Kym Greeley and the New Newfoundland Painting

Kym Greeley chose St. John's over New York—but she pushes back against nostalgic notions of Newfoundland as a red-haired child running through a field.

In her apartment in New York City, Kym Greeley would remember Newfoundland through glowing screens. She would repeatedly play one level on Metroid Prime: Phendrana Drifts. Its jagged rocks and snowdrifts reminded her of home.
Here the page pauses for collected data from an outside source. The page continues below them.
//! Database models split into domain-specific modules.

pub mod common;
pub mod course;
pub mod lesson;
pub mod user;

pub use common::*;
pub use course::*;
pub use lesson::*;
pub use user::*;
Longing to paint the landscape she knew, she turned to the Internet for source material, but found very little that reflected her idea of this place. Newfoundland, for her, was not a red-haired child running through a soft field. It was not a brightly coloured home perched on a quiet harbour. For Greeley, her memory of Newfoundland’s landscape was dominated by its monotonous main artery, the Trans-Canada, Route 1, experienced through a car window on the way from one place to another.

Greeley returned to Newfoundland in 2003. Trained as a conceptual minimalist painter, her windshield became a compositional frame, with echoes of the flat, fixed perspective of video games she played in New York. In her highway paintings, she reduces sentimentality by lessening the emotive hand of the painter through the act of screen-printing. Titles are often abstract, randomly selected. It is Newfoundland, but it could be anywhere, and that is the point.

Kym Greeley I feel alright Kym Greeley, I Feel Alright, 2015. Acrylic with screenprint on canvas mounted on panel, 48 x 72 inches. Photo: Ned Pratt. Courtesy Christina Parker Gallery.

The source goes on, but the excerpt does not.